**Data excerpts**.

####################

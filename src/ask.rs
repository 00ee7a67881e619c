//! Retrieval-augmented question answering over a topic's documents.
//!
//! # Pipeline
//!
//! ```text
//! topic ──▶ documents ──▶ embed (reuse stored vectors) ──▶ FlatIndex
//!                                                             │
//! query ──▶ embed ──────────────────────────────▶ top-k ◀─────┘
//!                                                   │
//!                       context = texts joined by " "
//!                                                   │
//!          "question: {query} context: {context}" ──▶ generator ──▶ answer
//! ```
//!
//! A topic with no documents is not an error: [`answer`] returns
//! [`AskOutcome::NoDocuments`] and the front end shows a warning.

use anyhow::{bail, Result};
use serde::Serialize;

use paperdesk_core::embedding::{content_hash, embed_one, Embedder};
use paperdesk_core::generation::{
    build_context, build_prompt, preview, GenerationParams, TextGenerator,
};
use paperdesk_core::index::FlatIndex;
use paperdesk_core::models::Document;
use paperdesk_core::store::Store;

use crate::config::Config;
use crate::embedding::create_embedder;
use crate::generation::create_generator;
use crate::sqlite_store::SqliteStore;

/// Per-call overrides of the configured retrieval and generation settings.
#[derive(Debug, Clone, Default)]
pub struct AskOptions {
    pub top_k: Option<usize>,
    pub model: Option<String>,
    pub max_length: Option<usize>,
    pub num_beams: Option<usize>,
}

#[derive(Debug, Clone)]
pub struct AskRequest {
    pub query: String,
    pub topic: String,
    pub top_k: usize,
    pub max_input_tokens: usize,
    pub preview_chars: usize,
    pub params: GenerationParams,
}

impl AskRequest {
    /// Build a request from config defaults with `options` applied on top.
    pub fn from_config(config: &Config, query: &str, topic: &str, options: AskOptions) -> Self {
        let defaults = config.generation.params();
        Self {
            query: query.to_string(),
            topic: topic.to_string(),
            top_k: options.top_k.unwrap_or(config.retrieval.top_k).max(1),
            max_input_tokens: config.generation.max_input_tokens,
            preview_chars: config.retrieval.context_preview_chars,
            params: GenerationParams {
                model: options.model,
                max_length: options.max_length.unwrap_or(defaults.max_length),
                num_beams: options.num_beams.unwrap_or(defaults.num_beams),
            },
        }
    }
}

/// A document the answer was grounded on.
#[derive(Debug, Clone, Serialize, PartialEq)]
pub struct RetrievedDocument {
    pub title: String,
    pub pdf_link: String,
    /// Squared L2 distance from the query vector.
    pub distance: f32,
}

#[derive(Debug, Clone, Serialize, PartialEq)]
#[serde(tag = "status", rename_all = "snake_case")]
pub enum AskOutcome {
    /// The topic is unknown or has no documents yet.
    NoDocuments { topic: String },
    Answered {
        topic: String,
        retrieved: Vec<RetrievedDocument>,
        context_preview: String,
        answer: String,
    },
}

/// Answer `request.query` from the documents stored under `request.topic`.
pub async fn answer(
    store: &dyn Store,
    embedder: &dyn Embedder,
    generator: &dyn TextGenerator,
    request: &AskRequest,
) -> Result<AskOutcome> {
    let query = request.query.trim();
    if query.is_empty() {
        bail!("Query must not be empty");
    }

    let Some(topic) = store.find_topic(&request.topic).await? else {
        return Ok(AskOutcome::NoDocuments {
            topic: request.topic.trim().to_string(),
        });
    };

    let documents = store.documents_by_topic(&topic.name).await?;
    if documents.is_empty() {
        return Ok(AskOutcome::NoDocuments { topic: topic.name });
    }

    let vectors = document_vectors(store, embedder, &documents).await?;
    let index = FlatIndex::from_vectors(vectors)?;

    let query_vector = embed_one(embedder, query).await?;
    if query_vector.len() != index.dims() {
        bail!(
            "Query embedding has {} dimensions but the document index has {}",
            query_vector.len(),
            index.dims()
        );
    }
    let neighbors = index.search(&query_vector, request.top_k);

    let retrieved: Vec<&Document> = neighbors.iter().map(|n| &documents[n.index]).collect();
    let context = build_context(retrieved.iter().map(|d| d.text.as_str()));
    let prompt = build_prompt(query, &context, request.max_input_tokens);

    tracing::debug!(
        topic = %topic.name,
        retrieved = retrieved.len(),
        prompt_chars = prompt.len(),
        "generating answer"
    );
    let answer = generator.generate(&prompt, &request.params).await?;

    Ok(AskOutcome::Answered {
        topic: topic.name,
        retrieved: neighbors
            .iter()
            .map(|n| RetrievedDocument {
                title: documents[n.index].title.clone(),
                pdf_link: documents[n.index].pdf_link.clone(),
                distance: n.distance,
            })
            .collect(),
        context_preview: preview(&context, request.preview_chars),
        answer,
    })
}

/// One vector per document, in order. Stored vectors are reused when the
/// model, text hash and dimensionality still match; the rest are embedded in
/// one call and written back.
async fn document_vectors(
    store: &dyn Store,
    embedder: &dyn Embedder,
    documents: &[Document],
) -> Result<Vec<Vec<f32>>> {
    let model = embedder.model_name().to_string();
    let dims = embedder.dims();
    let mut vectors: Vec<Option<Vec<f32>>> = Vec::with_capacity(documents.len());
    let mut missing = Vec::new();

    for (i, doc) in documents.iter().enumerate() {
        let hash = content_hash(&doc.text);
        let cached = store
            .cached_embedding(doc.id, &model, &hash)
            .await?
            .filter(|v| dims == 0 || v.len() == dims);
        if cached.is_none() {
            missing.push((i, hash));
        }
        vectors.push(cached);
    }

    if !missing.is_empty() {
        tracing::info!(count = missing.len(), model = %model, "embedding documents");
        let texts: Vec<String> = missing
            .iter()
            .map(|(i, _)| documents[*i].text.clone())
            .collect();
        let embedded = embedder.embed(&texts).await?;
        if embedded.len() != texts.len() {
            bail!(
                "Embedder returned {} vectors for {} documents",
                embedded.len(),
                texts.len()
            );
        }

        for ((i, hash), vector) in missing.into_iter().zip(embedded) {
            store
                .put_embedding(documents[i].id, &model, &hash, &vector)
                .await?;
            vectors[i] = Some(vector);
        }
    }

    vectors
        .into_iter()
        .map(|v| v.ok_or_else(|| anyhow::anyhow!("Missing document vector")))
        .collect()
}

/// CLI entry point for `paperdesk ask`.
pub async fn run_ask(config: &Config, query: &str, topic: &str, options: AskOptions) -> Result<()> {
    let store = SqliteStore::connect(config).await?;
    let embedder = create_embedder(&config.embedding)?;
    let generator = create_generator(&config.generation)?;
    let request = AskRequest::from_config(config, query, topic, options);

    let outcome = answer(&store, embedder.as_ref(), generator.as_ref(), &request).await;
    store.close().await;

    match outcome? {
        AskOutcome::NoDocuments { topic } => {
            println!(
                "Warning: no documents found for topic '{}'. Run `paperdesk fetch \"{}\"` first.",
                topic, topic
            );
        }
        AskOutcome::Answered {
            topic,
            retrieved,
            context_preview,
            answer,
        } => {
            println!("--- Retrieved documents ({}) ---", topic);
            for (i, doc) in retrieved.iter().enumerate() {
                println!("{}. [{:.4}] {}", i + 1, doc.distance, doc.title);
                println!("    pdf: {}", doc.pdf_link);
            }
            println!();
            println!("--- Context preview ---");
            println!("{}", context_preview);
            println!();
            println!("--- Answer ---");
            println!("{}", answer);
        }
    }

    Ok(())
}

####################

**Directions**. Lines above that have "async": copy each of them.

**Answer section**.
pub async fn answer(
async fn document_vectors(
pub async fn run_ask(config: &Config, query: &str, topic: &str, options: AskOptions) -> Result<()> {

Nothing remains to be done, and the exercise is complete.